Revision as of 01:13, 17 September 2022

The mutilated chessboard
Unsuccessful solution to the mutilated chessboard problem: as well as the two corners, two center squares remain uncovered

The mutilated chessboard problem is a tiling puzzle posed by Max Black in 1946 that asks:

Suppose a standard 8×8 chessboard has two diagonally opposite corners removed, leaving 62 squares. Is it possible to place 31 dominoes of size 2×1 so as to cover all of these squares?

It is an impossible puzzle: there is no domino tiling meeting these conditions. One proof of its impossibility uses the fact that, with the corners removed, the chessboard has 32 squares of one color and 30 of the other, but each domino must cover equally many squares of each color. More generally, dominoes can cover all but two squares of the chessboard, if and only if the two uncovered squares are of different colors. This problem has been used as a test case for automated reasoning, creativity, and the philosophy of mathematics.

History

The mutilated chessboard problem is an instance of domino tiling of grids and polyominoes, also known as "dimer models", a general class of problems whose study in statistical mechanics dates to the work of Ralph H. Fowler and George Stanley Rushbrooke in 1937.[1] Domino tilings also have a long history of practical use in pavement design and the arrangement of tatami flooring.[2]

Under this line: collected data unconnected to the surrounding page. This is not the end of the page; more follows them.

//! Path rendering helpers shared by the launch-environment plumbing.
//!
//! Container runtimes on the JVM accept forward slashes in system property
//! values on every platform, so property rendering normalises the host
//! separator away. List-valued settings (endorsed directories, class paths)
//! join their entries with the platform path-list separator instead.

use camino::Utf8Path;

/// Renders a path with forward slashes regardless of the host platform.
#[must_use]
pub fn forward_slashed(path: &Utf8Path) -> String {
    path.as_str().replace(std::path::MAIN_SEPARATOR, "/")
}

/// Separator used between entries of path-list values such as class paths.
#[must_use]
pub const fn path_list_separator() -> char {
    if cfg!(windows) { ';' } else { ':' }
}
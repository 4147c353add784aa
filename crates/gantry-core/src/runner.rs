//! Runs assembled launch specifications as real JVM processes.
//!
//! The runner is deliberately synchronous. Container start and stop
//! invocations are foreground administrative actions: the process is
//! spawned, its output is inherited by the caller's terminal, and the
//! calling thread blocks until it exits. Callers needing early termination
//! spawn explicitly and keep the [`LaunchHandle`].

use std::io;
use std::process::{Child, Command, ExitStatus, Stdio};

use camino::Utf8PathBuf;
use gantry_config::InstallationLayout;
use thiserror::Error;
use tracing::debug;

use crate::launch::LaunchSpec;

/// File name of the runtime launcher below `<runtime home>/bin`.
const JAVA_BINARY: &str = if cfg!(windows) { "java.exe" } else { "java" };

/// How a launched process finished.
#[derive(Debug, Clone, Copy, PartialEq, Eq)]
pub enum ExitOutcome {
    /// The process exited on its own with a status code.
    Code(i32),
    /// The process was terminated before reporting a status code, for
    /// example by a signal.
    Interrupted,
}

impl ExitOutcome {
    /// Maps a process exit status onto an outcome.
    #[must_use]
    pub fn from_status(status: ExitStatus) -> Self {
        status.code().map_or(Self::Interrupted, Self::Code)
    }

    /// Whether the outcome is a clean zero exit.
    #[must_use]
    pub const fn is_clean(self) -> bool {
        matches!(self, Self::Code(0))
    }
}

/// Launches container invocations and reports how they finished.
pub trait JavaRunner {
    /// Runs `spec` to completion, blocking the calling thread.
    ///
    /// # Errors
    ///
    /// Returns an error when the specification is incomplete or the process
    /// cannot be spawned or awaited. A process that runs and exits
    /// uncleanly is not an error at this level; the outcome carries the
    /// code.
    fn launch(
        &self,
        layout: &InstallationLayout,
        spec: &LaunchSpec,
    ) -> Result<ExitOutcome, LaunchError>;
}

/// Runs invocations with the runtime bundled in the installation layout.
#[derive(Debug, Clone, Copy, Default)]
pub struct SystemJavaRunner;

impl SystemJavaRunner {
    /// Spawns `spec` without waiting, handing back a [`LaunchHandle`].
    ///
    /// # Errors
    ///
    /// Returns an error when the specification lacks a main class or the
    /// process cannot be spawned.
    pub fn spawn(
        &self,
        layout: &InstallationLayout,
        spec: &LaunchSpec,
    ) -> Result<LaunchHandle, LaunchError> {
        let main_class = spec.main_class().ok_or(LaunchError::MissingMainClass)?;
        let binary = layout.runtime_home().join("bin").join(JAVA_BINARY);

        let mut command = Command::new(binary.as_std_path());
        if !spec.classpath().is_empty() {
            command.arg("-cp").arg(spec.classpath_line());
        }
        for (key, value) in spec.properties() {
            command.arg(format!("-D{key}={value}"));
        }
        command.arg(main_class);
        command.args(spec.arguments());
        command
            .stdin(Stdio::null())
            .stdout(Stdio::inherit())
            .stderr(Stdio::inherit());

        debug!(binary = %binary, main_class, "spawning container runtime");
        let child = command.spawn().map_err(|source| LaunchError::Spawn {
            binary: binary.clone(),
            source,
        })?;
        Ok(LaunchHandle { child, binary })
    }
}

impl JavaRunner for SystemJavaRunner {
    fn launch(
        &self,
        layout: &InstallationLayout,
        spec: &LaunchSpec,
    ) -> Result<ExitOutcome, LaunchError> {
        let mut handle = self.spawn(layout, spec)?;
        handle.wait()
    }
}

/// A spawned container invocation.
///
/// Dropping the handle leaves the process running; call
/// [`LaunchHandle::wait`] to reap it or [`LaunchHandle::terminate`] to kill
/// it first.
#[derive(Debug)]
pub struct LaunchHandle {
    child: Child,
    binary: Utf8PathBuf,
}

impl LaunchHandle {
    /// Operating system identifier of the spawned process.
    #[must_use]
    pub fn id(&self) -> u32 {
        self.child.id()
    }

    /// Blocks until the process exits.
    ///
    /// # Errors
    ///
    /// Returns an error when waiting on the process fails.
    pub fn wait(&mut self) -> Result<ExitOutcome, LaunchError> {
        let status = self.child.wait().map_err(|source| LaunchError::Wait {
            binary: self.binary.clone(),
            source,
        })?;
        debug!(binary = %self.binary, ?status, "container runtime exited");
        Ok(ExitOutcome::from_status(status))
    }

    /// Kills the process and reaps it.
    ///
    /// # Errors
    ///
    /// Returns an error when the kill signal cannot be delivered or the
    /// process cannot be reaped afterwards.
    pub fn terminate(&mut self) -> Result<ExitOutcome, LaunchError> {
        self.child.kill().map_err(|source| LaunchError::Terminate {
            binary: self.binary.clone(),
            source,
        })?;
        self.wait()
    }
}

/// Errors raised while spawning or awaiting a container invocation.
#[derive(Debug, Error)]
pub enum LaunchError {
    /// The launch specification carries no main class.
    #[error("launch specification has no main class")]
    MissingMainClass,
    /// The runtime process could not be spawned.
    #[error("failed to spawn container runtime '{binary}': {source}")]
    Spawn {
        /// The launcher binary.
        binary: Utf8PathBuf,
        /// Underlying IO failure.
        source: io::Error,
    },
    /// Waiting on the runtime process failed.
    #[error("failed to wait for container runtime '{binary}': {source}")]
    Wait {
        /// The launcher binary.
        binary: Utf8PathBuf,
        /// Underlying IO failure.
        source: io::Error,
    },
    /// Terminating the runtime process failed.
    #[error("failed to terminate container runtime '{binary}': {source}")]
    Terminate {
        /// The launcher binary.
        binary: Utf8PathBuf,
        /// Underlying IO failure.
        source: io::Error,
    },
}

#[cfg(test)]
mod tests {
    use super::*;
    use std::fs;

    use tempfile::TempDir;

    fn empty_layout() -> (TempDir, InstallationLayout) {
        let guard = TempDir::new().expect("create temporary directory");
        let root = Utf8PathBuf::from_path_buf(guard.path().to_path_buf())
            .expect("temporary directory should be UTF-8");
        let layout = InstallationLayout::resolve(
            root.join("was"),
            root.join("profiles/node01"),
            root.join("java"),
        )
        .expect("resolve layout");
        (guard, layout)
    }

    #[test]
    fn launch_requires_a_main_class() {
        let (_guard, layout) = empty_layout();
        let spec = LaunchSpec::new();
        let error = SystemJavaRunner
            .launch(&layout, &spec)
            .expect_err("no main class");
        assert!(matches!(error, LaunchError::MissingMainClass));
    }

    #[test]
    fn missing_runtime_binary_fails_to_spawn() {
        let (_guard, layout) = empty_layout();
        let mut spec = LaunchSpec::new();
        spec.set_main_class("com.example.Main");
        let error = SystemJavaRunner
            .launch(&layout, &spec)
            .expect_err("runtime binary is absent");
        assert!(matches!(error, LaunchError::Spawn { .. }));
    }

    #[cfg(unix)]
    mod unix {
        use super::*;
        use std::os::unix::fs::PermissionsExt;

        use rstest::rstest;

        fn install_fake_runtime(layout: &InstallationLayout, body: &str) {
            let bin = layout.runtime_home().join("bin");
            fs::create_dir_all(&bin).expect("create bin directory");
            let java = bin.join("java");
            fs::write(&java, body).expect("write fake runtime");
            let mut permissions = fs::metadata(&java)
                .expect("stat fake runtime")
                .permissions();
            permissions.set_mode(0o755);
            fs::set_permissions(&java, permissions).expect("mark fake runtime executable");
        }

        fn minimal_spec() -> LaunchSpec {
            let mut spec = LaunchSpec::new();
            spec.set_main_class("com.ibm.ws.bootstrap.WSLauncher");
            spec
        }

        #[rstest]
        #[case::clean(0)]
        #[case::unclean(42)]
        fn exit_codes_pass_through(#[case] code: i32) {
            let (_guard, layout) = empty_layout();
            install_fake_runtime(&layout, &format!("#!/bin/sh\nexit {code}\n"));
            let outcome = SystemJavaRunner
                .launch(&layout, &minimal_spec())
                .expect("launch fake runtime");
            assert_eq!(outcome, ExitOutcome::Code(code));
            assert_eq!(outcome.is_clean(), code == 0);
        }

        #[test]
        fn signal_deaths_are_interrupted() {
            let (_guard, layout) = empty_layout();
            install_fake_runtime(&layout, "#!/bin/sh\nkill -KILL $$\n");
            let outcome = SystemJavaRunner
                .launch(&layout, &minimal_spec())
                .expect("launch fake runtime");
            assert_eq!(outcome, ExitOutcome::Interrupted);
        }

        #[test]
        fn terminate_kills_and_reaps() {
            let (_guard, layout) = empty_layout();
            install_fake_runtime(&layout, "#!/bin/sh\nsleep 30\n");
            let mut handle = SystemJavaRunner
                .spawn(&layout, &minimal_spec())
                .expect("spawn fake runtime");
            let outcome = handle.terminate().expect("terminate fake runtime");
            assert_eq!(outcome, ExitOutcome::Interrupted);
        }
    }
}
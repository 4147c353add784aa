//! CLI entrypoint for the gantry container controller.
//!
//! The binary delegates to [`gantry_cli::run`], which loads configuration,
//! parses command-line arguments, and drives the configured container through
//! its lifecycle operations.

use std::io::{self, StderrLock, StdoutLock};
use std::process::ExitCode;

fn main() -> ExitCode {
    let mut stdout: StdoutLock<'_> = io::stdout().lock();
    let mut stderr: StderrLock<'_> = io::stderr().lock();
    gantry_cli::run(std::env::args_os(), &mut stdout, &mut stderr)
}
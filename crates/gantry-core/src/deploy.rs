//! Redeploys archives by dropping them into the container inbox.
//!
//! Containers with a monitored deployment directory pick up archives copied
//! into it while running. Redeployment after start is therefore a plain
//! copy: the archive lands under its own file name, replacing any earlier
//! version.

use std::fs;
use std::io;

use camino::{Utf8Path, Utf8PathBuf};
use gantry_config::{ContainerProfile, InstallationLayout};
use thiserror::Error;
use tracing::debug;

/// Redeploys one archive into a running container.
pub trait Deployer {
    /// Makes `artifact` available to the running container.
    ///
    /// # Errors
    ///
    /// Returns an error when the artifact cannot be delivered.
    fn redeploy(&self, artifact: &Utf8Path) -> Result<(), DeployError>;
}

/// Copies archives into the monitored inbox directory.
#[derive(Debug, Clone)]
pub struct InboxDeployer {
    inbox: Utf8PathBuf,
}

impl InboxDeployer {
    /// Creates a deployer writing into `inbox`.
    pub fn new(inbox: impl Into<Utf8PathBuf>) -> Self {
        Self {
            inbox: inbox.into(),
        }
    }

    /// Creates a deployer for the inbox declared by `profile`.
    #[must_use]
    pub fn from_profile(layout: &InstallationLayout, profile: &ContainerProfile) -> Self {
        Self::new(profile.deploy_inbox.resolve(layout))
    }

    /// The inbox directory archives are copied into.
    #[must_use]
    pub fn inbox(&self) -> &Utf8Path {
        self.inbox.as_path()
    }
}

impl Deployer for InboxDeployer {
    fn redeploy(&self, artifact: &Utf8Path) -> Result<(), DeployError> {
        let name = artifact
            .file_name()
            .ok_or_else(|| DeployError::MissingFileName {
                artifact: artifact.to_owned(),
            })?;
        fs::create_dir_all(&self.inbox).map_err(|source| DeployError::Inbox {
            path: self.inbox.clone(),
            source,
        })?;
        let destination = self.inbox.join(name);
        fs::copy(artifact, &destination).map_err(|source| DeployError::Copy {
            artifact: artifact.to_owned(),
            destination: destination.clone(),
            source,
        })?;
        debug!(artifact = %artifact, destination = %destination, "redeployed archive");
        Ok(())
    }
}

/// Errors raised while redeploying archives.
#[derive(Debug, Error)]
pub enum DeployError {
    /// An artifact path has no file name to deliver under.
    #[error("deployable '{artifact}' has no file name")]
    MissingFileName {
        /// The offending artifact path.
        artifact: Utf8PathBuf,
    },
    /// The inbox directory could not be prepared.
    #[error("failed to prepare deployment inbox '{path}': {source}")]
    Inbox {
        /// The inbox directory.
        path: Utf8PathBuf,
        /// Underlying IO failure.
        source: io::Error,
    },
    /// Copying an artifact into the inbox failed.
    #[error("failed to deploy '{artifact}' to '{destination}': {source}")]
    Copy {
        /// The source artifact.
        artifact: Utf8PathBuf,
        /// The inbox destination.
        destination: Utf8PathBuf,
        /// Underlying IO failure.
        source: io::Error,
    },
}

#[cfg(test)]
mod tests {
    use super::*;
    use tempfile::TempDir;

    fn utf8_root(dir: &TempDir) -> Utf8PathBuf {
        Utf8PathBuf::from_path_buf(dir.path().to_path_buf())
            .expect("temporary directory should be UTF-8")
    }

    #[test]
    fn copies_archives_under_their_file_names() {
        let dir = TempDir::new().expect("create temporary directory");
        let root = utf8_root(&dir);
        let artifact = root.join("orders.war");
        fs::write(&artifact, b"archive").expect("write artifact");

        let deployer = InboxDeployer::new(root.join("installableApps"));
        deployer.redeploy(&artifact).expect("redeploy archive");

        assert!(root.join("installableApps/orders.war").is_file());
    }

    #[test]
    fn creates_the_inbox_when_absent() {
        let dir = TempDir::new().expect("create temporary directory");
        let root = utf8_root(&dir);
        let artifact = root.join("orders.war");
        fs::write(&artifact, b"archive").expect("write artifact");

        let inbox = root.join("deep/nested/inbox");
        let deployer = InboxDeployer::new(inbox.clone());
        deployer.redeploy(&artifact).expect("redeploy archive");
        assert!(inbox.join("orders.war").is_file());
    }

    #[test]
    fn replaces_previous_versions() {
        let dir = TempDir::new().expect("create temporary directory");
        let root = utf8_root(&dir);
        let artifact = root.join("orders.war");
        let deployer = InboxDeployer::new(root.join("installableApps"));

        fs::write(&artifact, b"v1").expect("write artifact");
        deployer.redeploy(&artifact).expect("deploy first version");
        fs::write(&artifact, b"v2").expect("update artifact");
        deployer.redeploy(&artifact).expect("deploy second version");

        let delivered =
            fs::read(root.join("installableApps/orders.war")).expect("read delivered archive");
        assert_eq!(delivered, b"v2");
    }

    #[test]
    fn missing_artifacts_are_reported() {
        let dir = TempDir::new().expect("create temporary directory");
        let root = utf8_root(&dir);
        let deployer = InboxDeployer::new(root.join("installableApps"));

        let error = deployer
            .redeploy(&root.join("absent.war"))
            .expect_err("artifact is missing");
        assert!(matches!(error, DeployError::Copy { .. }));
    }
}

The mutilated chessboard problem itself was proposed by philosopher Max Black in his book Critical Thinking (1946), with a hint at the coloring-based solution to its impossibility.[3][4] It was popularized in the 1950s through later discussions by Solomon W. Golomb (1954),[5] George Gamow and Marvin Stern (1958),[6] Claude Berge (1958),[4][7] and Martin Gardner in his Scientific American column "Mathematical Games" (1957).[8]

The use of the mutilated chessboard problem in automated reasoning stems from a proposal for its use by John McCarthy in 1964.[9][10] It has also been studied in cognitive science as a test case for creative insight,[11][12][13] Black's original motivation for the problem.[3] In the philosophy of mathematics, it has been examined in studies of the nature of mathematical proof.[14][15][16][17]

Solution

The puzzle is impossible to complete. A domino placed on the chessboard will always cover one white square and one black square. Therefore, any collection of dominoes placed on the board will cover equal numbers of squares of each color. But any two opposite squares have the same color: both black or both white. If the two white corners are removed from the board then 30 white squares and 32 black squares remain to be covered by dominoes, an impossibility. The case when the two black corners are removed is impossible by the same reasoning.[18] The same idea shows that no domino tiling can exist whenever any two squares of the same color (not just the opposite corners) are removed from the chessboard.[19]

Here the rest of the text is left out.